Educação para a tolerância: equívocos



Como sabemos, a tolerância não é una ideia nova, assim como não é nova a ideia de cidadania que a suporta e que remonta a tempos bem longínquos da antiguidade clássica, na Grécia por volta do séc. V a.c.. A verdade é que ao longo da história da humanidade (desde esses tempos que se perdem na memória das gentes), nunca se perdeu do horizonte a necessidade de ampliar e difundir certos valores tão comummente falados na nossa contemporaneidade como a justiça, a liberdade, a paz, a solidariedade, a tolerância… Porém, de tanto falarmos neles, até à exaustão, quer em contextos político-ideológicos, quer nos midia, quer em contextos educativos, até corremos sérios riscos de os maltratar alterando o verdadeiro significado, a essência dos mesmos.

De todos os valores universais, o valor da tolerância é um dos mais mal tratados e gerador de grandes equívocos, particularmente, no campo da educação.

A tolerância, por norma, em qualquer campo ou área é encarada como um certo respeito pela liberdade do outro e, por isso, quase intocável. Uma espécie de consentimento mais ou menos desregulado do que o outro, subjectivamente, lhe apetece fazer ou dizer, de acordo com o seu quadro axiológico. Um verdadeiro equívoco que importa esclarecer.

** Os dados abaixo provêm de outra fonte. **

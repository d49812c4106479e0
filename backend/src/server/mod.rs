//! Server construction and middleware wiring.

mod config;
mod state_builders;

pub use config::{ServerConfig, ServerSettings};

use state_builders::build_http_state;

use actix_web::dev::{Server, ServiceFactory, ServiceRequest, ServiceResponse};
use actix_web::middleware::{NormalizePath, TrailingSlash};
use actix_web::{App, HttpServer, web};

use holocron::Trace;
#[cfg(debug_assertions)]
use holocron::doc::ApiDoc;
use holocron::inbound::http::configure_routes;
use holocron::inbound::http::health::{HealthState, live, ready};
use holocron::inbound::http::state::HttpState;
#[cfg(debug_assertions)]
use utoipa::OpenApi;
#[cfg(debug_assertions)]
use utoipa_swagger_ui::SwaggerUi;

fn build_app(
    health_state: web::Data<HealthState>,
    http_state: web::Data<HttpState>,
) -> App<
    impl ServiceFactory<
        ServiceRequest,
        Config = (),
        Response = ServiceResponse<impl actix_web::body::MessageBody>,
        Error = actix_web::Error,
        InitError = (),
    >,
> {
    let app = App::new()
        .app_data(health_state)
        .app_data(http_state)
        .wrap(NormalizePath::new(TrailingSlash::Trim))
        .wrap(Trace)
        .configure(configure_routes)
        .service(ready)
        .service(live);

    #[cfg(debug_assertions)]
    let app = app.service(SwaggerUi::new("/docs").url("/api-docs/openapi.json", ApiDoc::openapi()));

    app
}

/// Construct an Actix HTTP server using the provided health state and configuration.
///
/// # Errors
/// Propagates [`std::io::Error`] when binding the socket fails.
pub fn create_server(
    health_state: web::Data<HealthState>,
    config: ServerConfig,
) -> std::io::Result<Server> {
    let server_health_state = health_state.clone();
    let http_state = web::Data::new(build_http_state(&config));
    let ServerConfig { host, port, .. } = config;

    let server = HttpServer::new(move || {
        build_app(server_health_state.clone(), http_state.clone())
    })
    .bind((host.as_str(), port))?
    .run();

    health_state.mark_ready();
    Ok(server)
}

Segundo Damião (s/d), a tolerância é uma atitude de abertura, de disponibilidade:

(i) para nos criticarmos
(ii) para criticarmos os outros
(iii) para aceitarmos que os outros nos critiquem

Terá por isso que ser encarada como relevante e essencial e não com a leviandade e ligeireza como habitualmente se faz.

A tolerância decorre, assim, do reconhecimento de que erramos. Sabendo nós que todas as verdades, as certezas pelas quais nos orientamos podem revelar-se frágeis ou até mesmo inadequadas. Assim, segundo a autora:

(1) A tolerância implica modéstia, ou seja, devemos reconhecer que somos muito ignorantes e falíveis.

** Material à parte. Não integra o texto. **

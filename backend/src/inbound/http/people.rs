//! Person API handlers.
//!
//! ```text
//! GET    /people
//! GET    /people/{id}
//! POST   /people        {"name":"Leia Organa","height":150}
//! PUT    /people/{id}   {"hair_color":"brown"}
//! DELETE /people/{id}
//! ```

use actix_web::{delete, get, post, put, web};
use serde::Deserialize;
use tracing::info;

use crate::domain::{EntityKind, NewPerson, Person, PersonId, PersonPatch};
use crate::inbound::http::ApiResult;
use crate::inbound::http::envelope::Envelope;
use crate::inbound::http::schemas::{EnvelopeSchema, ErrorSchema, PersonSchema};
use crate::inbound::http::state::HttpState;
use crate::inbound::http::validation::{FieldLimit, FieldName, parse_limited_body};

const NAME: FieldName = FieldName::new("name");
const HAIR_COLOR: FieldName = FieldName::new("hair_color");

const LIMITS: [FieldLimit; 2] = [FieldLimit::new(NAME, 50), FieldLimit::new(HAIR_COLOR, 50)];

/// Request body for `POST /people`.
#[derive(Debug, Deserialize, utoipa::ToSchema)]
pub struct CreatePersonRequest {
    #[schema(example = "Leia Organa", max_length = 50)]
    pub name: String,
    #[serde(default)]
    pub height: Option<i32>,
    #[serde(default)]
    pub mass: Option<i32>,
    #[serde(default)]
    #[schema(max_length = 50)]
    pub hair_color: Option<String>,
}

/// Request body for `PUT /people/{id}`; `null` clears a nullable column.
#[derive(Debug, Default, Deserialize, utoipa::ToSchema)]
pub struct UpdatePersonRequest {
    #[serde(default)]
    #[schema(max_length = 50)]
    pub name: Option<String>,
    #[serde(default, with = "::serde_with::rust::double_option")]
    #[schema(value_type = Option<i32>)]
    pub height: Option<Option<i32>>,
    #[serde(default, with = "::serde_with::rust::double_option")]
    #[schema(value_type = Option<i32>)]
    pub mass: Option<Option<i32>>,
    #[serde(default, with = "::serde_with::rust::double_option")]
    #[schema(value_type = Option<String>, max_length = 50)]
    pub hair_color: Option<Option<String>>,
}

impl From<UpdatePersonRequest> for PersonPatch {
    fn from(request: UpdatePersonRequest) -> Self {
        Self {
            name: request.name,
            height: request.height,
            mass: request.mass,
            hair_color: request.hair_color,
        }
    }
}

/// List every person.
#[utoipa::path(
    get,
    path = "/people",
    responses(
        (status = 200, description = "All people", body = EnvelopeSchema<Vec<PersonSchema>>),
        (status = 503, description = "Store unavailable", body = ErrorSchema)
    ),
    tags = ["people"],
    operation_id = "listPeople"
)]
#[get("/people")]
pub async fn list_people(
    state: web::Data<HttpState>,
) -> ApiResult<web::Json<Envelope<Vec<Person>>>> {
    let people = state.people.list().await?;
    Ok(web::Json(Envelope::ok(people)))
}

/// Fetch one person.
#[utoipa::path(
    get,
    path = "/people/{id}",
    params(("id" = i32, Path, description = "Person identity")),
    responses(
        (status = 200, description = "The person", body = EnvelopeSchema<PersonSchema>),
        (status = 404, description = "Unknown person", body = ErrorSchema)
    ),
    tags = ["people"],
    operation_id = "getPerson"
)]
#[get("/people/{id}")]
pub async fn get_person(
    state: web::Data<HttpState>,
    path: web::Path<i32>,
) -> ApiResult<web::Json<Envelope<Person>>> {
    let person = state.people.get(PersonId::new(path.into_inner())).await?;
    Ok(web::Json(Envelope::ok(person)))
}

/// Add a person.
#[utoipa::path(
    post,
    path = "/people",
    request_body = CreatePersonRequest,
    responses(
        (status = 200, description = "Created person", body = EnvelopeSchema<PersonSchema>),
        (status = 400, description = "Missing body or field", body = ErrorSchema)
    ),
    tags = ["people"],
    operation_id = "createPerson"
)]
#[post("/people")]
pub async fn create_person(
    state: web::Data<HttpState>,
    body: web::Bytes,
) -> ApiResult<web::Json<Envelope<Person>>> {
    let request: CreatePersonRequest =
        parse_limited_body(&body, EntityKind::Person, &[NAME], &LIMITS)?;
    let person = state
        .people
        .create(NewPerson {
            name: request.name,
            height: request.height,
            mass: request.mass,
            hair_color: request.hair_color,
        })
        .await?;
    info!(person_id = %person.id, "person created");
    Ok(web::Json(Envelope::ok(person)))
}

/// Update the fields present in the body.
#[utoipa::path(
    put,
    path = "/people/{id}",
    params(("id" = i32, Path, description = "Person identity")),
    request_body = UpdatePersonRequest,
    responses(
        (status = 200, description = "Updated person", body = EnvelopeSchema<PersonSchema>),
        (status = 400, description = "Missing body", body = ErrorSchema),
        (status = 404, description = "Unknown person", body = ErrorSchema)
    ),
    tags = ["people"],
    operation_id = "updatePerson"
)]
#[put("/people/{id}")]
pub async fn update_person(
    state: web::Data<HttpState>,
    path: web::Path<i32>,
    body: web::Bytes,
) -> ApiResult<web::Json<Envelope<Person>>> {
    let id = PersonId::new(path.into_inner());
    let request: UpdatePersonRequest = parse_limited_body(&body, EntityKind::Person, &[], &LIMITS)?;
    let person = state.people.update(id, request.into()).await?;
    info!(person_id = %id, "person updated");
    Ok(web::Json(Envelope::ok(person)))
}

/// Delete a person and every favourite pointing at them.
#[utoipa::path(
    delete,
    path = "/people/{id}",
    params(("id" = i32, Path, description = "Person identity")),
    responses(
        (status = 200, description = "Deleted"),
        (status = 404, description = "Unknown person", body = ErrorSchema)
    ),
    tags = ["people"],
    operation_id = "deletePerson"
)]
#[delete("/people/{id}")]
pub async fn delete_person(
    state: web::Data<HttpState>,
    path: web::Path<i32>,
) -> ApiResult<web::Json<Envelope<()>>> {
    let id = PersonId::new(path.into_inner());
    state.people.delete(id).await?;
    info!(person_id = %id, "person deleted");
    Ok(web::Json(Envelope::done()))
}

(2) A tolerância implica honestidade. Esta implica três fases indistintas em termos de ordem temporal, mas todas elas indissociáveis: (a) devemos reconhecer os nossos próprios enganos (erros); (b) temos o dever de avisar os outros quando percebemos que se enganam; (c) devemos agradecer aos outros quando nos avisam que nos enganámos.

(3) A tolerância implica diálogo. Estar abertos ao diálogo, significa estar abertos ao pluralismo crítico. Mas, para evitar equívocos na comunicação, devemos ser o mais possível claros no nosso discurso de modo a permitir a refutação de ideias.

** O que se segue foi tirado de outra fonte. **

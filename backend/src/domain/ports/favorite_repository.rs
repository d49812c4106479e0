//! Store ports for the two favourite link tables.
//!
//! Link creation is checked by the store: a dangling user, planet or person
//! reference fails with [`StoreError::ForeignKeyViolation`].

use async_trait::async_trait;

use crate::domain::{
    FavoritePerson, FavoritePersonId, FavoritePlanet, FavoritePlanetId, PersonId, PlanetId,
    UserId,
};

use super::StoreError;

/// Persistence operations over user-to-planet favourites.
#[cfg_attr(test, mockall::automock)]
#[async_trait]
pub trait FavoritePlanetRepository: Send + Sync {
    /// Link `user_id` to `planet_id` under a fresh identity.
    async fn create(
        &self,
        user_id: UserId,
        planet_id: PlanetId,
    ) -> Result<FavoritePlanet, StoreError>;

    /// Remove a link, failing with [`StoreError::NotFound`] when absent.
    async fn delete(&self, id: FavoritePlanetId) -> Result<(), StoreError>;

    /// Return the user's planet links in ascending identity order.
    async fn list_by_user(&self, user_id: UserId) -> Result<Vec<FavoritePlanet>, StoreError>;
}

/// Persistence operations over user-to-person favourites.
#[cfg_attr(test, mockall::automock)]
#[async_trait]
pub trait FavoritePersonRepository: Send + Sync {
    /// Link `user_id` to `people_id` under a fresh identity.
    async fn create(
        &self,
        user_id: UserId,
        people_id: PersonId,
    ) -> Result<FavoritePerson, StoreError>;

    /// Remove a link, failing with [`StoreError::NotFound`] when absent.
    async fn delete(&self, id: FavoritePersonId) -> Result<(), StoreError>;

    /// Return the user's person links in ascending identity order.
    async fn list_by_user(&self, user_id: UserId) -> Result<Vec<FavoritePerson>, StoreError>;
}
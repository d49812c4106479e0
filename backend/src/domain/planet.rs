//! Planet records.

use serde::Serialize;

use super::PlanetId;

/// A planet. `name` is unique across planets.
#[derive(Debug, Clone, PartialEq, Eq, Serialize)]
pub struct Planet {
    pub id: PlanetId,
    pub name: String,
    pub diameter: Option<i32>,
    pub rotation_period: Option<i32>,
}

/// Field values for a planet that has not been stored yet.
#[derive(Debug, Clone, PartialEq, Eq)]
pub struct NewPlanet {
    pub name: String,
    pub diameter: Option<i32>,
    pub rotation_period: Option<i32>,
}

impl NewPlanet {
    /// Attach the store-assigned identity.
    pub fn into_planet(self, id: PlanetId) -> Planet {
        Planet {
            id,
            name: self.name,
            diameter: self.diameter,
            rotation_period: self.rotation_period,
        }
    }
}

/// Partial update for a planet.
///
/// The outer `Option` records presence; for nullable columns the inner
/// `Option` carries the new value, so `Some(None)` clears the column.
#[derive(Debug, Clone, Default, PartialEq, Eq)]
pub struct PlanetPatch {
    pub name: Option<String>,
    pub diameter: Option<Option<i32>>,
    pub rotation_period: Option<Option<i32>>,
}

impl PlanetPatch {
    /// True when the patch would not change anything.
    pub fn is_empty(&self) -> bool {
        self.name.is_none() && self.diameter.is_none() && self.rotation_period.is_none()
    }

    /// Overwrite the fields present in the patch.
    pub fn apply(self, planet: &mut Planet) {
        if let Some(name) = self.name {
            planet.name = name;
        }
        if let Some(diameter) = self.diameter {
            planet.diameter = diameter;
        }
        if let Some(rotation_period) = self.rotation_period {
            planet.rotation_period = rotation_period;
        }
    }
}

Em suma, devemos ser modestos, honestos e abertos porque a identificação dos enganos (erros) permite a sua correcção e prevenção e conduz a verdades, a certezas, mais adequadas, o que beneficia a Humanidade. Assim, cada pessoa tem a responsabilidade de contribuir, dentro das suas possibilidades, para melhorar o Mundo. Devemos fazer o que nos é possível para evitar errar, mas se identificarmos um engano, devemos assumi-lo e tentar remediá-lo. Por fim, e voltando à ideia inicial, a tolerância não é tolerar tudo de todas as pessoas. Uma coisa que não é tolerável é a intolerância!

Muitas pessoas não são tolerantes porque não aprenderam a ser tolerantes e porque na sociedade vigora a ética da intolerância: os erros são interditos e, portanto, devem ser escondidos pelo próprio e punidos pelos outros.

Deste modo, a Educação, sobretudo as instituições escolares têm um papel fundamental na construção da cidadania, procurando modificar atitudes de intolerância e consolidar atitudes de tolerância. Parece-nos que o sucesso deste empenho passa necessariamente pela demonstração de atitudes de tolerância por parte dos professores. Uma área que aqui deixamos por explorar, mas não menos importante se atender à importância e ao impacto que uma aprendizagem por modelação pode ter no sucesso de uma educação com valores. Uma educação que, como já dissemos noutros lugares, deve começar em casa. A escola nunca substituirá a função da família neste âmbito da educação dos valores… será um complemento e não o substrato do alimento.

Como Voltaire, acredito que é possível melhorar o mundo… se transmitirmos esses valores aos nossos filhos, aos nossos alunos…

Porque “ninguém pode dar o que não possui", "nem colher o que não semeou"… demos o melhor hoje para que o amanhã possa SORRIR :))

«Amanhã tudo será melhor, eis a nossa esperança.»
(Voltaire)

Referência no texto:
Damião, M. H. (s/d). El aprendizaje de la ciudadanía: el investimento en la tolerancia. Comunicação ao Congresso ALEP (Espanha).